● **Work to complete**
Scanning the listing below, tally every line where the string "impl" shows up, then state the count alone.

● **Entries provided**
* * *
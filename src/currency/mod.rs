//! Amount rendering for dashboards, printable reports and prompts.

use rust_decimal::{Decimal, RoundingStrategy};

/// Digit grouping convention for the integer part of an amount.
#[derive(Debug, Clone, Copy, PartialEq, Eq)]
pub enum Grouping {
    /// `1,234,567.00`
    Western,
    /// `12,34,567.00`
    Indian,
}

#[derive(Debug, Clone, PartialEq, Eq)]
pub struct CurrencyFormat {
    symbol: String,
    grouping: Grouping,
}

impl Default for CurrencyFormat {
    fn default() -> Self {
        Self::new("₹", Grouping::Indian)
    }
}

impl CurrencyFormat {
    pub fn new(symbol: impl Into<String>, grouping: Grouping) -> Self {
        Self {
            symbol: symbol.into(),
            grouping,
        }
    }

    pub fn symbol(&self) -> &str {
        &self.symbol
    }

    pub fn grouping(&self) -> Grouping {
        self.grouping
    }

    /// Symbol, grouped integer part and exactly two decimals, e.g. `-₹1,250.50`.
    pub fn format(&self, amount: Decimal) -> String {
        let fixed = fixed_2dp(amount.abs());
        let (int_part, frac_part) = fixed.split_once('.').unwrap_or((fixed.as_str(), "00"));
        let grouped = match self.grouping {
            Grouping::Western => group_western(int_part),
            Grouping::Indian => group_indian(int_part),
        };
        let sign = if is_negative(amount) { "-" } else { "" };
        format!("{sign}{}{grouped}.{frac_part}", self.symbol)
    }
}

/// Two fixed decimal places without grouping or symbol (`700.00`).
pub fn fixed_2dp(amount: Decimal) -> String {
    let mut value = amount.round_dp_with_strategy(2, RoundingStrategy::MidpointAwayFromZero);
    if value.is_zero() {
        value.set_sign_positive(true);
    }
    value.rescale(2);
    value.to_string()
}

/// Shortest exact rendering (`1000`, `12.5`), as written into CSV rows.
pub fn plain_amount(amount: Decimal) -> String {
    amount.normalize().to_string()
}

fn is_negative(amount: Decimal) -> bool {
    amount.round_dp_with_strategy(2, RoundingStrategy::MidpointAwayFromZero) < Decimal::ZERO
}

fn group_western(digits: &str) -> String {
    let mut grouped = String::new();
    for (count, ch) in digits.chars().rev().enumerate() {
        if count != 0 && count % 3 == 0 {
            grouped.insert(0, ',');
        }
        grouped.insert(0, ch);
    }
    grouped
}

fn group_indian(digits: &str) -> String {
    if digits.len() <= 3 {
        return digits.to_string();
    }
    let (head, tail) = digits.split_at(digits.len() - 3);
    let mut grouped = String::new();
    for (count, ch) in head.chars().rev().enumerate() {
        if count != 0 && count % 2 == 0 {
            grouped.insert(0, ',');
        }
        grouped.insert(0, ch);
    }
    format!("{grouped},{tail}")
}

#[cfg(test)]
mod tests {
    use super::*;
    use rust_decimal_macros::dec;

    #[test]
    fn fixed_two_places_pads_and_rounds() {
        assert_eq!(fixed_2dp(dec!(700)), "700.00");
        assert_eq!(fixed_2dp(dec!(12.5)), "12.50");
        assert_eq!(fixed_2dp(dec!(0.125)), "0.13");
        assert_eq!(fixed_2dp(dec!(-0.001)), "0.00");
    }

    #[test]
    fn plain_amount_drops_trailing_zeros() {
        assert_eq!(plain_amount(dec!(1000)), "1000");
        assert_eq!(plain_amount(dec!(12.50)), "12.5");
    }

    #[test]
    fn indian_grouping_uses_lakh_separators() {
        let format = CurrencyFormat::default();
        assert_eq!(format.format(dec!(123456)), "₹1,23,456.00");
        assert_eq!(format.format(dec!(12345678.9)), "₹1,23,45,678.90");
        assert_eq!(format.format(dec!(999)), "₹999.00");
    }

    #[test]
    fn western_grouping_and_negative_sign() {
        let format = CurrencyFormat::new("$", Grouping::Western);
        assert_eq!(format.format(dec!(1234567)), "$1,234,567.00");
        assert_eq!(format.format(dec!(-700)), "-$700.00");
    }
}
* * *
● **Answer space**
3